• [What is being asked] Starting at the line containing "TUI Entry Point" and ending at the line containing "use std::io;", print every line of the material below exactly, both ends included, and stop there.

■ ■ ■ ■ ■

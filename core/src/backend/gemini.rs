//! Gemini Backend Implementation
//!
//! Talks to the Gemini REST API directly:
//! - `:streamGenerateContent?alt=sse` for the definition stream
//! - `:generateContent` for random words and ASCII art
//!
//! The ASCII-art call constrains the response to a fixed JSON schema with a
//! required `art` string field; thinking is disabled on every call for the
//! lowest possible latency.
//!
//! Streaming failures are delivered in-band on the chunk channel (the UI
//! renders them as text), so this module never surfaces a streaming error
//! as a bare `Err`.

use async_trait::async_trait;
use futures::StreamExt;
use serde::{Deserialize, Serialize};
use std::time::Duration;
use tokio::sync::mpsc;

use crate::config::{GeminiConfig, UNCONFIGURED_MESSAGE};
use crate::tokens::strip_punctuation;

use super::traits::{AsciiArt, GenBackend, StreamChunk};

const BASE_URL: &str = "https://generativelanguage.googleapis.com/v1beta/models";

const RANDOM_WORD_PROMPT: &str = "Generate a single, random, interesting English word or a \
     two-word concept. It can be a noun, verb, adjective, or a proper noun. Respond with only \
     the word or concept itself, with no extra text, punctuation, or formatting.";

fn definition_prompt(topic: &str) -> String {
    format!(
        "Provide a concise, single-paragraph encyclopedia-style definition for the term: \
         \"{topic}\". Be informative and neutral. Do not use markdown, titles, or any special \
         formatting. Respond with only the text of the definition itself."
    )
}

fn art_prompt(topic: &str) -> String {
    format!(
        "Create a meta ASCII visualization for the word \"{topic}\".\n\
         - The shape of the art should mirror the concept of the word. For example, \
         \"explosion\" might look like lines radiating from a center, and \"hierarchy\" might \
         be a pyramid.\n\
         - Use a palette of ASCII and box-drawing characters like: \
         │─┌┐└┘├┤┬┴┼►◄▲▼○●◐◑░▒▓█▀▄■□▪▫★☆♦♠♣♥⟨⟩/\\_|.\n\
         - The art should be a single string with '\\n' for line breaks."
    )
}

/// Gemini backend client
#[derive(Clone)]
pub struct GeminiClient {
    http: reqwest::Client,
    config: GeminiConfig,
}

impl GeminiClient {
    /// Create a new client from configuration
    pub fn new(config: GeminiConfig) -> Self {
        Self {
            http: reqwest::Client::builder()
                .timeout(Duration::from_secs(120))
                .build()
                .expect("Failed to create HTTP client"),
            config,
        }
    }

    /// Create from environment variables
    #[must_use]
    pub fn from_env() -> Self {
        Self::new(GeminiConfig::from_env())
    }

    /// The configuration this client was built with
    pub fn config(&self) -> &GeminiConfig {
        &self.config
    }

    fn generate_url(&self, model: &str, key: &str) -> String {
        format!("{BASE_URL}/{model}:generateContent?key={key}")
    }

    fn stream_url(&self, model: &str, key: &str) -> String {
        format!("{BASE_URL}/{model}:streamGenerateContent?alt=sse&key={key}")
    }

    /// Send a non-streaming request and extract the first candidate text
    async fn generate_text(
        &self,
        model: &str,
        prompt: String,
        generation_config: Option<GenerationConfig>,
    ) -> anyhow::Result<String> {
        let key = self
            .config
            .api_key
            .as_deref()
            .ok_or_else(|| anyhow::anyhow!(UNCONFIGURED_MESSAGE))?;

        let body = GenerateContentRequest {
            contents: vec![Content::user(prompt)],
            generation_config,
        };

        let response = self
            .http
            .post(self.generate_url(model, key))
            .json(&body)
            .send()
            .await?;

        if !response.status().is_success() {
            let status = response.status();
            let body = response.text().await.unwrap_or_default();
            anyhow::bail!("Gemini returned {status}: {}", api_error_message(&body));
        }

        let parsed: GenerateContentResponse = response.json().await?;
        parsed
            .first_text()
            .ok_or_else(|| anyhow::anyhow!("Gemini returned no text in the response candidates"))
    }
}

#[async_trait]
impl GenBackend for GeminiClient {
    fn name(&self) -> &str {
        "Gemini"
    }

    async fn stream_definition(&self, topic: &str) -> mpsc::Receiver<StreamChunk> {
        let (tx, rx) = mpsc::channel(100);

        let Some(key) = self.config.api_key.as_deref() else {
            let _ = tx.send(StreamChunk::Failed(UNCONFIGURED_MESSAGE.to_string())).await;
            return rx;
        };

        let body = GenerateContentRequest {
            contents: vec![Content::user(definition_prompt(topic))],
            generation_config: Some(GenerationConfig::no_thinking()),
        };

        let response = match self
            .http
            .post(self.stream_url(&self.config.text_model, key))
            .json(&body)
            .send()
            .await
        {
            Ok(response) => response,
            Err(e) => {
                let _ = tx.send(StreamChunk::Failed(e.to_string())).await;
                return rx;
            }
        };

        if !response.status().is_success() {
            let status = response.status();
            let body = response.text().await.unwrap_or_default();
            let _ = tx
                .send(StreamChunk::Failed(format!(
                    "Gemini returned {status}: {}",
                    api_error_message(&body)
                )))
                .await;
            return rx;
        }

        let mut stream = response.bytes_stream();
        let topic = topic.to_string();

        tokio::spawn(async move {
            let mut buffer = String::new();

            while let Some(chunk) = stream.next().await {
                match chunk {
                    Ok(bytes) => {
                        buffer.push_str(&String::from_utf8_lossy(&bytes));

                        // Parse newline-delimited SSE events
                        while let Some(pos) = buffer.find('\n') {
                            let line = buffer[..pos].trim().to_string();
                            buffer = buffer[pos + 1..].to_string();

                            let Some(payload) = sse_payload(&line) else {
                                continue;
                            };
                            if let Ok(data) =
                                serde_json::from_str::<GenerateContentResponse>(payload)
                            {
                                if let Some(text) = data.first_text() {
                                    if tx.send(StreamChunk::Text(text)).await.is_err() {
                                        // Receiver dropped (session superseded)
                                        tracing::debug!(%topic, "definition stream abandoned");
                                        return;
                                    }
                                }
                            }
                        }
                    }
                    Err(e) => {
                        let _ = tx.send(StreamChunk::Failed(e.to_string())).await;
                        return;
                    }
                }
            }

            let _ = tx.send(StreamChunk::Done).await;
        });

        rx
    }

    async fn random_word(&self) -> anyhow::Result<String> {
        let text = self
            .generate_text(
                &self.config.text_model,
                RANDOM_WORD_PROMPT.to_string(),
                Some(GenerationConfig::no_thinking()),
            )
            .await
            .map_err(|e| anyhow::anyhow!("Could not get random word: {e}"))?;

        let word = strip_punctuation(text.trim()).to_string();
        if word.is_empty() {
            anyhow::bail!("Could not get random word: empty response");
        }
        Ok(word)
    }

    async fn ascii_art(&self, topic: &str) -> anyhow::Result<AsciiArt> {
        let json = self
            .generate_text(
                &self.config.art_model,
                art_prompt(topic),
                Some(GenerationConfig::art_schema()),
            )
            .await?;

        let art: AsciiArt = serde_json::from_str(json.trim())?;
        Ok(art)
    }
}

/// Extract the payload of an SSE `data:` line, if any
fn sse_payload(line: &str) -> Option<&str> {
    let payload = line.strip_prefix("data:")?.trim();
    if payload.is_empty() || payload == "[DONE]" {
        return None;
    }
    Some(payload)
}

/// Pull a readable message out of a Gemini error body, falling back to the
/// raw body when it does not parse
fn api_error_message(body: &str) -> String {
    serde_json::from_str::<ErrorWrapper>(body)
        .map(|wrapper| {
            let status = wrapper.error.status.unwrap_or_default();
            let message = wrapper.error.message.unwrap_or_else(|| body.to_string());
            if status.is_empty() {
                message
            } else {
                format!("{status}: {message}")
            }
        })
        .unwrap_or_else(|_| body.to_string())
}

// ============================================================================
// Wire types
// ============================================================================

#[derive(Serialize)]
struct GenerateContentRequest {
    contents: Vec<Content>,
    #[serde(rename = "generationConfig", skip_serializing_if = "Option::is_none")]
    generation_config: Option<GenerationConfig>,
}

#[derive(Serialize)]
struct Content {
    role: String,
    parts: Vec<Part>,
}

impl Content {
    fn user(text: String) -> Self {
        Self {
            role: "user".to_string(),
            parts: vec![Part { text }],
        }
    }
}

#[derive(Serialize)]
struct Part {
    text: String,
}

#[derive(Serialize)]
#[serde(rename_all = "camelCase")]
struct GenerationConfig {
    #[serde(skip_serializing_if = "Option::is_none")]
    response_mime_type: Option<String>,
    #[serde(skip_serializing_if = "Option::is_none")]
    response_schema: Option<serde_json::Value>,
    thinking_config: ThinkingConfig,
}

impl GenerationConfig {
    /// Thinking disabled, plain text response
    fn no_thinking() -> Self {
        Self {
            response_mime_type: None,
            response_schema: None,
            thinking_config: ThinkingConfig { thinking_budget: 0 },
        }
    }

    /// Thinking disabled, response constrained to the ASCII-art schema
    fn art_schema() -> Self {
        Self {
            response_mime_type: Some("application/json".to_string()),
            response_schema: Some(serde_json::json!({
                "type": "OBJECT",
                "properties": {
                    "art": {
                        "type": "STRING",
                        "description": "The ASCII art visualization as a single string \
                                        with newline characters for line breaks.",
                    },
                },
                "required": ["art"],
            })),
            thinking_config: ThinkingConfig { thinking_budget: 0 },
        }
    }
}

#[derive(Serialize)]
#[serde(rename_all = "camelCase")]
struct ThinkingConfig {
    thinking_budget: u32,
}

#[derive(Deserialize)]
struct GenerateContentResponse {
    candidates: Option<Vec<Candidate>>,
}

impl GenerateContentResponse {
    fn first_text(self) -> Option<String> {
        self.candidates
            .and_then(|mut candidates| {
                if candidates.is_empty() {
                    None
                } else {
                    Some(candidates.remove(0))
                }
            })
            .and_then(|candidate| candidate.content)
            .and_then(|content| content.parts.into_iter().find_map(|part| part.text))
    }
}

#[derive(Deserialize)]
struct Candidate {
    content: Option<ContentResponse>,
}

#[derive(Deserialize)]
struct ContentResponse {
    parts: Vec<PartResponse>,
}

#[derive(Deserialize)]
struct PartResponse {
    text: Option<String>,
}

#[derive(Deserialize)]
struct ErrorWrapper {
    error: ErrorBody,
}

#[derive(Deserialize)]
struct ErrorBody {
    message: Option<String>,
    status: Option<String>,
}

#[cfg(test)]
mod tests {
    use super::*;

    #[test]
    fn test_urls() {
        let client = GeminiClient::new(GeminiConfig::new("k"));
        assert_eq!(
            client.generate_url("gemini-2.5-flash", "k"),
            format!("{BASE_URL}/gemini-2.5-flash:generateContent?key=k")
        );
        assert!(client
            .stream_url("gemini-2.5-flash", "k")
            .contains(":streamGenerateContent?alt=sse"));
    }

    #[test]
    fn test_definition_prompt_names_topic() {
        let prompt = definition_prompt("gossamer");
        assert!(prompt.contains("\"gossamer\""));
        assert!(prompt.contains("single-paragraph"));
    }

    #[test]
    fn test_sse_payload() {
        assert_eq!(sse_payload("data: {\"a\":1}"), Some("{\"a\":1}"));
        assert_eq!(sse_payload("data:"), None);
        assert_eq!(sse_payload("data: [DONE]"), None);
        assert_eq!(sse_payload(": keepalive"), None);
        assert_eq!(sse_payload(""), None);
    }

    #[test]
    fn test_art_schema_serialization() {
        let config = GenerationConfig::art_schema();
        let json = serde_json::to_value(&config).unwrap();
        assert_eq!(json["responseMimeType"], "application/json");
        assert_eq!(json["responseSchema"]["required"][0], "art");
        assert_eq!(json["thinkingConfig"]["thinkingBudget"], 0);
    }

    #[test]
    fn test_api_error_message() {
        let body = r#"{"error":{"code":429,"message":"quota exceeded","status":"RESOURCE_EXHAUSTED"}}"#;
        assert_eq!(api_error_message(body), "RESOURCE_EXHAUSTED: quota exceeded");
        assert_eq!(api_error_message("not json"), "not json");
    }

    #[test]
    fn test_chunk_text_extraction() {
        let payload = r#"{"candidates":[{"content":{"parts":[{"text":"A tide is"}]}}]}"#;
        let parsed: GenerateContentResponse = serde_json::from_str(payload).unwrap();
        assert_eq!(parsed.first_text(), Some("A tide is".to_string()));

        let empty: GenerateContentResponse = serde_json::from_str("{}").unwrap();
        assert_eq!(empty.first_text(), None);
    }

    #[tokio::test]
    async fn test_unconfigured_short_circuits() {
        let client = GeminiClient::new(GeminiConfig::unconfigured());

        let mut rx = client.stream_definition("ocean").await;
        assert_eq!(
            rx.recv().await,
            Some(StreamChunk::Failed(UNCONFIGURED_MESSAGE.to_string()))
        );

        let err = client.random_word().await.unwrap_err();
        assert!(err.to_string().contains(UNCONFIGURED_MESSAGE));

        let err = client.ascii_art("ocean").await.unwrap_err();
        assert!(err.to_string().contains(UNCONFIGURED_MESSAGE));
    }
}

■ ■ ■ ■ ■

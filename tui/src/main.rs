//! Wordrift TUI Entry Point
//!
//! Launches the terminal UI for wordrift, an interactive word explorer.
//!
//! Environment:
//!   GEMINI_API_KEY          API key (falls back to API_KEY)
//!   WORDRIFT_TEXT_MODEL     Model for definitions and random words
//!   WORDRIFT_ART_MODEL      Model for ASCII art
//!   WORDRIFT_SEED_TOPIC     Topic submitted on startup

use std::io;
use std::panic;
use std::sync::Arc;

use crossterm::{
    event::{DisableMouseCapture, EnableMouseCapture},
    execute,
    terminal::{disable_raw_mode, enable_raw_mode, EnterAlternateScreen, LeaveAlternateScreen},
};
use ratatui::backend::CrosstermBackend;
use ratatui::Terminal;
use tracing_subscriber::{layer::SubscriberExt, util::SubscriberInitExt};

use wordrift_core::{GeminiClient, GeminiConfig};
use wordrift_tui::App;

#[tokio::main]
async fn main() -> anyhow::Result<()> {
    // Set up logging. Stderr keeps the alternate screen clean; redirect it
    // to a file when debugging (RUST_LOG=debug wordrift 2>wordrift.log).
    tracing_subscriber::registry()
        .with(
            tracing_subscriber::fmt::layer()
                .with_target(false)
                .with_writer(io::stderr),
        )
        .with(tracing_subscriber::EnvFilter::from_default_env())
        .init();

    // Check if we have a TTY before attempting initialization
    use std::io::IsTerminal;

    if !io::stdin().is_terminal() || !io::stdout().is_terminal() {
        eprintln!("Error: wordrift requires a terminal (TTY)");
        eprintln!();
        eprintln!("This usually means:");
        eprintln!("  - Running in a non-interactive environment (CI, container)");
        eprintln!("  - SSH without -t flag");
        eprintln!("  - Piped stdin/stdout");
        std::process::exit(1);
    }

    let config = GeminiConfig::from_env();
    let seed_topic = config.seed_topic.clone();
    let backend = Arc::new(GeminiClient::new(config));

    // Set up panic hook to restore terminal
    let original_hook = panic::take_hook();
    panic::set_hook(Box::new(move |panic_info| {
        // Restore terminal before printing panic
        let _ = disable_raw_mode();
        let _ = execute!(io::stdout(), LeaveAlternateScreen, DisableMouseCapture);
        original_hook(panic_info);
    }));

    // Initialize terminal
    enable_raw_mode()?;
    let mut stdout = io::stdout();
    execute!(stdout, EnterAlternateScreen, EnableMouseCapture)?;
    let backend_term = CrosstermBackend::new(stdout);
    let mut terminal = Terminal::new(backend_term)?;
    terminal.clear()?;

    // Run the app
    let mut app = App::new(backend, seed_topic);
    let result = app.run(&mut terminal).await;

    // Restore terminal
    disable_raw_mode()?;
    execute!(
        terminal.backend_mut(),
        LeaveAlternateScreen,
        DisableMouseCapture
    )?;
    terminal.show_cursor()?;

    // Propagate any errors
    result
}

■ ■ ■ ■ ■

• [Answer to this exercise]
//! Wordrift TUI Entry Point
//!
//! Launches the terminal UI for wordrift, an interactive word explorer.
//!
//! Environment:
//!   GEMINI_API_KEY          API key (falls back to API_KEY)
//!   WORDRIFT_TEXT_MODEL     Model for definitions and random words
//!   WORDRIFT_ART_MODEL      Model for ASCII art
//!   WORDRIFT_SEED_TOPIC     Topic submitted on startup

use std::io;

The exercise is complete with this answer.